La penna degli Altri 23/04/2010 13:20
Del Neri: "La mia Samp anti-grandi. Nemmeno la Roma ci fa paura"
Del Neri, come ci si sente dopo aver battuto davanti al proprio pubblico Inter, Juve e Milan?
«Mettiamoci anche il Genoa, dato che il derby a Genova è una questione vitale. Mi sento soddisfatto, ma non appagato. Perché ormai non credere nell´obiettivo è impossibile, siamo quarti e vogliamo la Champions. Faremo di tutto per conquistarla».
Ma come si fa ad essere così spietati con le grandi?
«Bisogna essere perfetti, noi lo siamo stati, e sperare che l´avversario non lo sia. Una vittoria però può essere un caso, quattro no. L´Inter non ci ha fatto gol né all´andata, né al ritorno. Credo che siamo l´unica squadra in Europa, neanche il Barcellona».

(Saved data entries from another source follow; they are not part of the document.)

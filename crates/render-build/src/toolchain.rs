//! Toolchain configuration sets
//!
//! Enumerates the build configurations (debug, release, profile, deploy or
//! custom) a run generates rules for, and the subset developer tools are
//! built in.

use serde::{Deserialize, Serialize};
use std::fmt;

/// Build configuration
#[derive(Debug, Clone, PartialEq, Eq, Hash, Serialize, Deserialize)]
#[serde(rename_all = "lowercase")]
pub enum BuildConfig {
    Debug,
    Release,
    Profile,
    Deploy,
    Custom(String),
}

impl BuildConfig {
    /// Parse a configuration name
    pub fn parse(s: &str) -> Self {
        match s.trim().to_lowercase().as_str() {
            "debug" => Self::Debug,
            "release" => Self::Release,
            "profile" => Self::Profile,
            "deploy" => Self::Deploy,
            custom => Self::Custom(custom.to_string()),
        }
    }

    pub fn name(&self) -> &str {
        match self {
            Self::Debug => "debug",
            Self::Release => "release",
            Self::Profile => "profile",
            Self::Deploy => "deploy",
            Self::Custom(name) => name,
        }
    }

    /// Check if this is a built-in configuration
    pub fn is_builtin(&self) -> bool {
        !matches!(self, Self::Custom(_))
    }

    /// Standalone tools are never shipped in profiling or deployment builds
    pub fn ships_tools(&self) -> bool {
        !matches!(self, Self::Profile | Self::Deploy)
    }

    /// The default configuration list
    pub fn defaults() -> Vec<BuildConfig> {
        vec![Self::Debug, Self::Release, Self::Profile, Self::Deploy]
    }
}

impl fmt::Display for BuildConfig {
    fn fmt(&self, f: &mut fmt::Formatter<'_>) -> fmt::Result {
        write!(f, "{}", self.name())
    }
}

/// Ordered, de-duplicated set of configurations for one run
#[derive(Debug, Clone, PartialEq, Eq, Default)]
pub struct ToolchainConfigSet {
    configs: Vec<BuildConfig>,
}

impl ToolchainConfigSet {
    /// Create a set; later duplicates are dropped
    pub fn new(configs: impl IntoIterator<Item = BuildConfig>) -> Self {
        let mut set = Self::default();
        for config in configs {
            if !set.configs.contains(&config) {
                set.configs.push(config);
            }
        }
        set
    }

    /// Create a set from configuration names
    pub fn from_names<S: AsRef<str>>(names: &[S]) -> Self {
        Self::new(names.iter().map(|n| BuildConfig::parse(n.as_ref())))
    }

    /// All configurations
    pub fn available_configs(&self) -> &[BuildConfig] {
        &self.configs
    }

    /// Configurations tool binaries are built in
    ///
    /// An empty result means no tool binaries are planned; that is not an error.
    pub fn tool_configs(&self) -> Vec<BuildConfig> {
        self.configs
            .iter()
            .filter(|c| c.ships_tools())
            .cloned()
            .collect()
    }

    pub fn names(&self) -> Vec<String> {
        self.configs.iter().map(|c| c.name().to_string()).collect()
    }

    pub fn is_empty(&self) -> bool {
        self.configs.is_empty()
    }
}

#[cfg(test)]
mod tests {
    use super::*;

    #[test]
    fn test_build_config_parse() {
        assert_eq!(BuildConfig::parse("debug"), BuildConfig::Debug);
        assert_eq!(BuildConfig::parse("Release"), BuildConfig::Release);
        assert_eq!(BuildConfig::parse("profile"), BuildConfig::Profile);
        assert_eq!(BuildConfig::parse("deploy"), BuildConfig::Deploy);
        assert_eq!(
            BuildConfig::parse("asan"),
            BuildConfig::Custom("asan".to_string())
        );
    }

    #[test]
    fn test_build_config_is_builtin() {
        assert!(BuildConfig::Debug.is_builtin());
        assert!(BuildConfig::Deploy.is_builtin());
        assert!(!BuildConfig::Custom("asan".to_string()).is_builtin());
    }

    #[test]
    fn test_tool_configs_exclude_reserved() {
        let set = ToolchainConfigSet::new(BuildConfig::defaults());
        assert_eq!(set.available_configs().len(), 4);
        assert_eq!(
            set.tool_configs(),
            vec![BuildConfig::Debug, BuildConfig::Release]
        );
    }

    #[test]
    fn test_tool_configs_keep_custom() {
        let set = ToolchainConfigSet::from_names(&["asan", "profile"]);
        assert_eq!(
            set.tool_configs(),
            vec![BuildConfig::Custom("asan".to_string())]
        );
    }

    #[test]
    fn test_only_reserved_configs_yield_no_tools() {
        let set = ToolchainConfigSet::from_names(&["profile", "deploy"]);
        assert!(!set.is_empty());
        assert!(set.tool_configs().is_empty());
    }

    #[test]
    fn test_empty_set() {
        let set = ToolchainConfigSet::default();
        assert!(set.is_empty());
        assert!(set.tool_configs().is_empty());
    }

    #[test]
    fn test_duplicates_dropped_in_order() {
        let set = ToolchainConfigSet::from_names(&["release", "debug", "release"]);
        assert_eq!(set.names(), vec!["release", "debug"]);
    }
}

A proposito di Barça. Con i catalani e il Montpellier, siete la squadra che ha subito meno gol in casa in Europa, 10 in tutto.
«Due considerazioni. Primo: stiamo sfruttando alla grande una perfetta sintonia con il nostro pubblico. Crede in ciò che facciamo, una spinta enorme. L´ideale sarebbe essere così anche in trasferta. Non sempre ci riusciamo, anche se cinque vittorie non sono poche. Secondo: abbiamo imparato a prendere pochi gol, è la causa principale della nostra classifica».
Il segreto?
«Tutti dicevano che i nostri difensori erano scarsi, ma sono diventati un gruppo formidabile. Pochi concetti: noi lavoriamo sulla palla, sul pensiero e marcando sempre la nostra area di rigore, mai la bandierina del corner. Per essere un bunker, ci vuole un´organizzazione perfetta. Ora la possediamo. Non puntiamo sugli avversari, ma su noi stessi. Mai, per esempio, avremo paura a fare la tattica del fuorigioco».
Da arbitro dello scudetto come si sente?
«La Samp è arbitra solo del proprio destino. Gli altri non ci interessano. Noi proveremo a vincere all´Olimpico per finire quarti, non per fare un favore all´Inter».
Però se nemmeno lei ferma la Roma, il campionato è finito.
«È un´impresa difficile, conosco bene il gioco dei giallorossi, ma chi pensa che abbiamo paura, è fuori strada. Dovremo essere più bravi di loro, esaltare le nostre qualità».
E da ex con il dente avvelenato come si sente?
«Io non sono mai un ex, definizione che non mi piace. Avvelenato per cosa? Per averli salvati? Quando sono andato via, erano sesti. Se non avessero vinto all´ultima giornata, sarebbero andati in B. E poi non mi hanno cacciato, mi sono dimesso, anche se forse è la stessa cosa. Perché quando te ne vai, significa che le cose non vanno bene».
Già, il divorzio. Ha il contratto in scadenza, perché non ha ancora rinnovato?
«Ci siamo visti, la firma potrebbe essere anche vicina, con la società mi sento in sintonia. Però ci vuole chiarezza in tutto. Si firma e poi si annuncia».
Si riferisce al caso Cassano? Non sono state settimane facili.
«Su Cassano avevo ragione io. È un bomber, deve giocare vicino all´area, in 6 partite ha segnato 5 gol. Ma la cosa più importante è un´altra: ora è dentro la squadra. Prima era uno dei problemi, non l´unico, e ho dovuto prendere una decisione impopolare. Problema tattici, sia chiaro, perché solo un folle può discutere Cassano sul piano tecnico. Lui si è sentito buttato fuori dal gioco, ci è rimasto male, ma poi ha capito. Ora è un valore aggiunto».
Magari grazie a lei torna in nazionale.
«Non lo so. Di sicuro, alla parola fuoriclasse, può aggiungere decisivo. La ricetta nel calcio è semplice: non esiste la parola io, ma noi. Tanti numeri zero hanno portato il mio Chievo nel mondo. Per vincere devi essere squadra. Se poi hai dei numeri uno come Cassano, Pazzini e Palombo è più facile. Ma valori in più, non zavorre».